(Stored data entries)
--- START ---

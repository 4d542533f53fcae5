use std::path::{Path, PathBuf};

use serde_yaml::{Mapping, Value};
use tracing::{info, warn};

use crate::config::model::{ResticTarget, RsyncTarget, Session};
use crate::error::ToolError;
use crate::types::{BackupTool, RunMode};
use crate::util::command::{command_from_args, low_priority_args, run_command};

pub mod restic;
pub mod rsync;

#[derive(Debug, Clone, Copy)]
pub enum ToolOptions<'a> {
    Restic(&'a ResticTarget),
    Rsync(&'a RsyncTarget),
}

impl ToolOptions<'_> {
    pub fn tool(&self) -> BackupTool {
        match self {
            ToolOptions::Restic(_) => BackupTool::Restic,
            ToolOptions::Rsync(_) => BackupTool::Rsync,
        }
    }
}

/// Enabled targets of a session, restic first.
pub fn enabled_targets(session: &Session) -> Vec<ToolOptions<'_>> {
    let mut targets = Vec::new();
    if session.restic.enable {
        targets.push(ToolOptions::Restic(&session.restic));
    }
    if session.rsync.enable {
        targets.push(ToolOptions::Rsync(&session.rsync));
    }
    targets
}

pub struct ToolRequest<'a> {
    pub session: &'a str,
    pub hostname: &'a str,
    pub sources: &'a [PathBuf],
    pub destination: &'a Path,
    /// Wrapper command (for example a proot invocation) the tool runs under.
    pub prefix: &'a [String],
}

pub trait BackupExecutor {
    fn run_tool(&self, options: ToolOptions<'_>, request: &ToolRequest<'_>) -> Result<(), ToolError>;
}

pub struct SystemExecutor {
    run_mode: RunMode,
    low_priority: bool,
}

impl SystemExecutor {
    pub fn new(run_mode: RunMode, low_priority: bool) -> Self {
        Self {
            run_mode,
            low_priority,
        }
    }

    fn run(
        &self,
        tool: BackupTool,
        args: Vec<String>,
        prefix: &[String],
        env: &[(String, String)],
    ) -> Result<i32, ToolError> {
        let mut full: Vec<String> = prefix.to_vec();
        full.extend(args);
        if self.low_priority {
            full = low_priority_args(full);
        }
        let mut cmd = command_from_args(&full).map_err(|e| ToolError::Spawn {
            tool,
            reason: e.to_string(),
        })?;
        for (key, value) in env {
            cmd.env(key, value);
        }
        run_command(&mut cmd, self.run_mode).map_err(|e| ToolError::Spawn {
            tool,
            reason: e.to_string(),
        })
    }
}

impl BackupExecutor for SystemExecutor {
    fn run_tool(&self, options: ToolOptions<'_>, request: &ToolRequest<'_>) -> Result<(), ToolError> {
        match options {
            ToolOptions::Restic(target) => {
                let repo = restic::repository_path(target, request.destination);
                let env = restic::environment(target);
                let args = restic::backup_args(target, &repo, request, self.run_mode);
                let code = self.run(BackupTool::Restic, args, request.prefix, &env)?;
                if code != 0 {
                    return Err(ToolError::Exit {
                        tool: BackupTool::Restic,
                        code,
                    });
                }
                if let Some(policy) = &target.forget {
                    info!(session = request.session, "pruning old snapshots");
                    let args = restic::forget_args(target, &repo, policy, self.run_mode);
                    let code = self.run(BackupTool::Restic, args, &[], &env)?;
                    if code != 0 {
                        return Err(ToolError::Exit {
                            tool: BackupTool::Restic,
                            code,
                        });
                    }
                }
                Ok(())
            }
            ToolOptions::Rsync(target) => {
                let dest = rsync::destination_dir(target, request.destination, request.hostname);
                if !self.run_mode.dry_run {
                    std::fs::create_dir_all(&dest).map_err(|e| ToolError::Spawn {
                        tool: BackupTool::Rsync,
                        reason: format!("create {}: {}", dest.display(), e),
                    })?;
                }
                let args = rsync::backup_args(target, &dest, request.sources, self.run_mode);
                let code = self.run(BackupTool::Rsync, args, request.prefix, &[])?;
                if !rsync::exit_ok(code) {
                    return Err(ToolError::Exit {
                        tool: BackupTool::Rsync,
                        code,
                    });
                }
                if code != 0 {
                    warn!(session = request.session, code, "rsync reported vanished source files");
                }
                Ok(())
            }
        }
    }
}

/// Turns a YAML mapping of tool options into command-line flags. One-letter
/// keys become `-k`, longer ones `--key`; lists repeat the flag; `null`, `true`
/// and the empty string give a bare flag; `false` drops it.
pub fn options_to_args(options: &Mapping) -> Vec<String> {
    let mut out = Vec::new();
    for (key, value) in options {
        let Some(key) = scalar_text(key) else {
            warn!("ignoring non-scalar option key");
            continue;
        };
        let flag = flag_for(&key);
        match value {
            Value::Null => out.push(flag),
            Value::Bool(true) => out.push(flag),
            Value::Bool(false) => {}
            Value::Sequence(items) => {
                for item in items {
                    if let Some(text) = scalar_text(item) {
                        out.push(flag.clone());
                        out.push(text);
                    }
                }
            }
            other => match scalar_text(other) {
                Some(text) if text.is_empty() => out.push(flag),
                Some(text) => {
                    out.push(flag);
                    out.push(text);
                }
                None => warn!(option = %key, "ignoring nested option value"),
            },
        }
    }
    out
}

fn flag_for(key: &str) -> String {
    if key.starts_with('-') {
        key.to_string()
    } else if key.chars().count() == 1 {
        format!("-{}", key)
    } else {
        format!("--{}", key)
    }
}

fn scalar_text(value: &Value) -> Option<String> {
    match value {
        Value::String(s) => Some(s.clone()),
        Value::Number(n) => Some(n.to_string()),
        Value::Bool(b) => Some(b.to_string()),
        _ => None,
    }
}

#[cfg(test)]
mod tests {
    use super::*;

    fn mapping(yaml: &str) -> Mapping {
        serde_yaml::from_str(yaml).expect("mapping")
    }

    #[test]
    fn options_map_to_flags() {
        let args = options_to_args(&mapping(
            "exclude: ['*.tmp', cache]\nv: ~\nkeep-daily: 7\none-file-system: true\nquiet: false\ndelete: ''\n",
        ));
        assert_eq!(
            args,
            vec![
                "--exclude",
                "*.tmp",
                "--exclude",
                "cache",
                "-v",
                "--keep-daily",
                "7",
                "--one-file-system",
                "--delete",
            ]
        );
    }

    #[test]
    fn enabled_targets_keep_restic_first() {
        let session = Session {
            name: "s".to_string(),
            hostname: "h".to_string(),
            destination: "/d".to_string(),
            sources: vec![PathBuf::from("/a")],
            masks: Vec::new(),
            check_hostname: false,
            restic: ResticTarget::default(),
            rsync: RsyncTarget {
                enable: true,
                ..RsyncTarget::default()
            },
        };
        let tools: Vec<BackupTool> = enabled_targets(&session).iter().map(|t| t.tool()).collect();
        assert_eq!(tools, vec![BackupTool::Restic, BackupTool::Rsync]);
    }
}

--- END ---

Line by line, reproduce the data exactly.

repository 4d542533f53fcae5
use std::path::{Path, PathBuf};

use serde_yaml::{Mapping, Value};
use tracing::{info, warn};

use crate::config::model::{ResticTarget, RsyncTarget, Session};
use crate::error::ToolError;
use crate::types::{BackupTool, RunMode};
use crate::util::command::{command_from_args, low_priority_args, run_command};

pub mod restic;
pub mod rsync;

#[derive(Debug, Clone, Copy)]
pub enum ToolOptions<'a> {
    Restic(&'a ResticTarget),
    Rsync(&'a RsyncTarget),
}

impl ToolOptions<'_> {
    pub fn tool(&self) -> BackupTool {
        match self {
            ToolOptions::Restic(_) => BackupTool::Restic,
            ToolOptions::Rsync(_) => BackupTool::Rsync,
        }
    }
}

/// Enabled targets of a session, restic first.
pub fn enabled_targets(session: &Session) -> Vec<ToolOptions<'_>> {
    let mut targets = Vec::new();
    if session.restic.enable {
        targets.push(ToolOptions::Restic(&session.restic));
    }
    if session.rsync.enable {
        targets.push(ToolOptions::Rsync(&session.rsync));
    }
    targets
}

pub struct ToolRequest<'a> {
    pub session: &'a str,
    pub hostname: &'a str,
    pub sources: &'a [PathBuf],
    pub destination: &'a Path,
    /// Wrapper command (for example a proot invocation) the tool runs under.
    pub prefix: &'a [String],
}

pub trait BackupExecutor {
    fn run_tool(&self, options: ToolOptions<'_>, request: &ToolRequest<'_>) -> Result<(), ToolError>;
}

pub struct SystemExecutor {
    run_mode: RunMode,
    low_priority: bool,
}

impl SystemExecutor {
    pub fn new(run_mode: RunMode, low_priority: bool) -> Self {
        Self {
            run_mode,
            low_priority,
        }
    }

    fn run(
        &self,
        tool: BackupTool,
        args: Vec<String>,
        prefix: &[String],
        env: &[(String, String)],
    ) -> Result<i32, ToolError> {
        let mut full: Vec<String> = prefix.to_vec();
        full.extend(args);
        if self.low_priority {
            full = low_priority_args(full);
        }
        let mut cmd = command_from_args(&full).map_err(|e| ToolError::Spawn {
            tool,
            reason: e.to_string(),
        })?;
        for (key, value) in env {
            cmd.env(key, value);
        }
        run_command(&mut cmd, self.run_mode).map_err(|e| ToolError::Spawn {
            tool,
            reason: e.to_string(),
        })
    }
}

impl BackupExecutor for SystemExecutor {
    fn run_tool(&self, options: ToolOptions<'_>, request: &ToolRequest<'_>) -> Result<(), ToolError> {
        match options {
            ToolOptions::Restic(target) => {
                let repo = restic::repository_path(target, request.destination);
                let env = restic::environment(target);
                let args = restic::backup_args(target, &repo, request, self.run_mode);
                let code = self.run(BackupTool::Restic, args, request.prefix, &env)?;
                if code != 0 {
                    return Err(ToolError::Exit {
                        tool: BackupTool::Restic,
                        code,
                    });
                }
                if let Some(policy) = &target.forget {
                    info!(session = request.session, "pruning old snapshots");
                    let args = restic::forget_args(target, &repo, policy, self.run_mode);
                    let code = self.run(BackupTool::Restic, args, &[], &env)?;
                    if code != 0 {
                        return Err(ToolError::Exit {
                            tool: BackupTool::Restic,
                            code,
                        });
                    }
                }
                Ok(())
            }
            ToolOptions::Rsync(target) => {
                let dest = rsync::destination_dir(target, request.destination, request.hostname);
                if !self.run_mode.dry_run {
                    std::fs::create_dir_all(&dest).map_err(|e| ToolError::Spawn {
                        tool: BackupTool::Rsync,
                        reason: format!("create {}: {}", dest.display(), e),
                    })?;
                }
                let args = rsync::backup_args(target, &dest, request.sources, self.run_mode);
                let code = self.run(BackupTool::Rsync, args, request.prefix, &[])?;
                if !rsync::exit_ok(code) {
                    return Err(ToolError::Exit {
                        tool: BackupTool::Rsync,
                        code,
                    });
                }
                if code != 0 {
                    warn!(session = request.session, code, "rsync reported vanished source files");
                }
                Ok(())
            }
        }
    }
}

/// Turns a YAML mapping of tool options into command-line flags. One-letter
/// keys become `-k`, longer ones `--key`; lists repeat the flag; `null`, `true`
/// and the empty string give a bare flag; `false` drops it.
pub fn options_to_args(options: &Mapping) -> Vec<String> {
    let mut out = Vec::new();
    for (key, value) in options {
        let Some(key) = scalar_text(key) else {
            warn!("ignoring non-scalar option key");
            continue;
        };
        let flag = flag_for(&key);
        match value {
            Value::Null => out.push(flag),
            Value::Bool(true) => out.push(flag),
            Value::Bool(false) => {}
            Value::Sequence(items) => {
                for item in items {
                    if let Some(text) = scalar_text(item) {
                        out.push(flag.clone());
                        out.push(text);
                    }
                }
            }
            other => match scalar_text(other) {
                Some(text) if text.is_empty() => out.push(flag),
                Some(text) => {
                    out.push(flag);
                    out.push(text);
                }
                None => warn!(option = %key, "ignoring nested option value"),
            },
        }
    }
    out
}

fn flag_for(key: &str) -> String {
    if key.starts_with('-') {
        key.to_string()
    } else if key.chars().count() == 1 {
        format!("-{}", key)
    } else {
        format!("--{}", key)
    }
}

fn scalar_text(value: &Value) -> Option<String> {
    match value {
        Value::String(s) => Some(s.clone()),
        Value::Number(n) => Some(n.to_string()),
        Value::Bool(b) => Some(b.to_string()),
        _ => None,
    }
}

#[cfg(test)]
mod tests {
    use super::*;

    fn mapping(yaml: &str) -> Mapping {
        serde_yaml::from_str(yaml).expect("mapping")
    }

    #[test]
    fn options_map_to_flags() {
        let args = options_to_args(&mapping(
            "exclude: ['*.tmp', cache]\nv: ~\nkeep-daily: 7\none-file-system: true\nquiet: false\ndelete: ''\n",
        ));
        assert_eq!(
            args,
            vec![
                "--exclude",
                "*.tmp",
                "--exclude",
                "cache",
                "-v",
                "--keep-daily",
                "7",
                "--one-file-system",
                "--delete",
            ]
        );
    }

    #[test]
    fn enabled_targets_keep_restic_first() {
        let session = Session {
            name: "s".to_string(),
            hostname: "h".to_string(),
            destination: "/d".to_string(),
            sources: vec![PathBuf::from("/a")],
            masks: Vec::new(),
            check_hostname: false,
            restic: ResticTarget::default(),
            rsync: RsyncTarget {
                enable: true,
                ..RsyncTarget::default()
            },
        };
        let tools: Vec<BackupTool> = enabled_targets(&session).iter().map(|t| t.tool()).collect();
        assert_eq!(tools, vec![BackupTool::Restic, BackupTool::Rsync]);
    }
}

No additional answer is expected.